Read The Devil You Know Online
Authors: Marie Castle
“Wish me luck.” Nude, I tucked an illusion charm into each cheek, slipped between two rose bushes, and dove into the water, my blood already humming with inactive Fae magic. I moved deep, heading toward the large tubing hidden under the bridge. JJ’s reply was garbled. Not that it mattered. At this point, everyone else needed the luck. A couple hours more and I would be dead. Then my job would be done and the others’ would begin.
For safety reasons, the shaft acting as the lab’s emergency exit and the ventilation service entrance must stay unlocked while the lab was occupied—that was why it was hidden so well. But once the last keycard swiped out, the bolts would throw shut on all entrances and exits.
All
but the water tunnels that circulated fresh water to the partially magic-powered cooling units. The tunnels opened at sunrise and closed at sunset so any steam caused by the mixing of hot and cold water could dissipate in the sunlight without being noticed.
I’d reviewed the water tunnels first, thinking I could swim in right before sunset and haul Roskov out after dawn. But the idea had quickly been dismissed. The space was too narrow for a scuba tank and swimming through either tunnel’s swift current without one would be difficult for anyone who needed to breathe. Exiting with Roskov would have been impossible.
Seth’s people had helped with the lab’s construction. He’d been most generous with the blueprints and other information, making me wonder what the normally-not-so-giving vampire was up to. Unfortunately, that was something to worry about another day—one where I wasn’t stuck between a lake and a very cold place.
A ladder led down the emergency shaft from a trapdoor in the floor of the bridge, but I headed for the smaller ventilation portal hidden under the bridge about two feet above the waterline.

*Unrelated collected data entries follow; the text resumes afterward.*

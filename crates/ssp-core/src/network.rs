//! Arc arena shared by every formulation.

use crate::arc::{Arc, ArcId, ArcKind, ArcNaming, Node};
use crate::nodes::NodeSet;
use std::collections::{BTreeMap, HashMap};
use std::ops::Index;

/// Nodes and deduplicated arcs of one formulation.
///
/// Arcs are stored in insertion order and addressed by [`ArcId`]. Adjacency
/// lists keep insertion order too, which is what the decoders' tie-breaks
/// rely on.
#[derive(Debug, Clone)]
pub struct Network {
    threshold: Node,
    naming: ArcNaming,
    nodes: NodeSet,
    arcs: Vec<Arc>,
    index: HashMap<Arc, ArcId>,
    outgoing: BTreeMap<Node, Vec<ArcId>>,
    incoming: BTreeMap<Node, Vec<ArcId>>,
    loss_floor: Option<Node>,
}

impl Network {
    /// Empty network for threshold `threshold` with node 0 active.
    pub fn new(threshold: u64, naming: ArcNaming) -> Self {
        let mut nodes = NodeSet::new();
        nodes.insert(0);
        Self {
            threshold: threshold as Node,
            naming,
            nodes,
            arcs: Vec::new(),
            index: HashMap::new(),
            outgoing: BTreeMap::new(),
            incoming: BTreeMap::new(),
            loss_floor: None,
        }
    }

    pub fn threshold(&self) -> Node {
        self.threshold
    }

    pub fn naming(&self) -> ArcNaming {
        self.naming
    }

    pub fn nodes(&self) -> &NodeSet {
        &self.nodes
    }

    /// Mark `node` active, returning whether it was new.
    pub fn activate(&mut self, node: Node) -> bool {
        self.nodes.insert(node)
    }

    /// Add `arc`, or return the handle of the identical arc already present.
    pub fn add_arc(&mut self, arc: Arc) -> ArcId {
        if let Some(&id) = self.index.get(&arc) {
            return id;
        }
        let id = ArcId::new(self.arcs.len() as u32);
        self.arcs.push(arc);
        self.index.insert(arc, id);
        self.outgoing.entry(arc.start).or_default().push(id);
        self.incoming.entry(arc.end).or_default().push(id);
        tracing::trace!(
            component = "network",
            operation = "add_arc",
            arc_id = id.inner(),
            arc = %arc,
            "Added arc"
        );
        id
    }

    pub fn find(&self, arc: &Arc) -> Option<ArcId> {
        self.index.get(arc).copied()
    }

    pub fn get(&self, id: ArcId) -> Option<&Arc> {
        self.arcs.get(id.index())
    }

    /// Arc behind `id`.
    ///
    /// # Panics
    ///
    /// Panics if `id` was not issued by this network.
    pub fn arc(&self, id: ArcId) -> &Arc {
        &self.arcs[id.index()]
    }

    /// All arcs with their handles, in insertion order.
    pub fn arcs(&self) -> impl ExactSizeIterator<Item = (ArcId, &Arc)> + '_ {
        self.arcs
            .iter()
            .enumerate()
            .map(|(index, arc)| (ArcId::new(index as u32), arc))
    }

    pub fn outgoing(&self, node: Node) -> &[ArcId] {
        self.outgoing.get(&node).map_or(&[], Vec::as_slice)
    }

    pub fn incoming(&self, node: Node) -> &[ArcId] {
        self.incoming.get(&node).map_or(&[], Vec::as_slice)
    }

    /// Arcs carrying item `item`.
    pub fn item_arcs(&self, item: usize) -> impl Iterator<Item = ArcId> + '_ {
        self.arcs()
            .filter(move |(_, arc)| arc.item == Some(item))
            .map(|(id, _)| id)
    }

    /// Arcs of a given kind.
    pub fn arcs_of_kind(&self, kind: ArcKind) -> impl Iterator<Item = ArcId> + '_ {
        self.arcs()
            .filter(move |(_, arc)| arc.kind == kind)
            .map(|(id, _)| id)
    }

    pub fn len(&self) -> usize {
        self.arcs.len()
    }

    pub fn is_empty(&self) -> bool {
        self.arcs.is_empty()
    }

    /// Lowest coordinate reached by the loss chain: the minimum shifted start
    /// (LossArc) or the minimum folded endpoint (Reflect).
    pub fn min_loss_node(&self) -> Option<Node> {
        self.loss_floor
    }

    pub fn set_min_loss_node(&mut self, node: Node) {
        self.loss_floor = Some(node);
    }

    /// Name of `id` in this network's naming layout.
    pub fn arc_name(&self, id: ArcId) -> String {
        self.arc(id).name(self.naming)
    }
}

impl Index<ArcId> for Network {
    type Output = Arc;

    fn index(&self, id: ArcId) -> &Arc {
        self.arc(id)
    }
}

Because of the portal’s proximity to the water, it was only alarmed with a small ward. Foot traffic shook the bridge daily, so the ward was keyed to sound only if the portal’s cover moved so far from the tubing. I melted three of the cover’s welded edges with a little fire, sparing the side with the ward, bent the portal upward, leaving the side with the ward attached, and hoisted myself out of the water and into the chute. After I was through, I carefully bent the cover into place and replaced the welding. A close inspection would show the difference, but my magical residue would be gone before anyone would know to check the tubing.
I climbed down the ladder, the air growing colder and darker with each step, moving from one shaft to another, following the map in my mind until I heard people talking and water roaring to the coolant system nearby.
Shivering, I wrapped my arms around the metal ladder and hung in the shadows, listening to the chopped conversations filtering through a grate a few feet below my naked toes. I looked down to see slivers of people moving back and forth, their skin shaded blue by the cryo-tank’s light. Until they left, this chute would be my home. I focused my mind away from my aching arms, stiff legs and clammy skin and set my mental clock.
Three hours.
It was Friday afternoon and the end of finals. Even the most dedicated wouldn’t be working late tonight. But they were three long wet
cold
hours as the ventilation system blew frigid air past me. I had to release a small steady stream of magic to keep myself from shivering to pieces. Fortunately, thanks to my beautiful phoenix I had plenty of magic to spare.
Above my head, JJ walked, spraying the last of the roses. A few students would be milling about, taking photos before the next day’s graduation. Three hours would give JJ time to change and be in position for the next part of the run. Three hours for Gem, Marco, and Mynx to meet and swap rides.
Three hours in which Jacq and Fera must be going crazy, stuck at the house playing pinochle with my grandmothers. In my head, I could see Van driving them crazy by commenting on everything and flirting with Nana and Aunt Helena just for the heck of it. Hopefully he knew better than to hit on Jacq or Fera. Either might hit back, and the recovering demon didn’t need any more bruises…to his body or ego.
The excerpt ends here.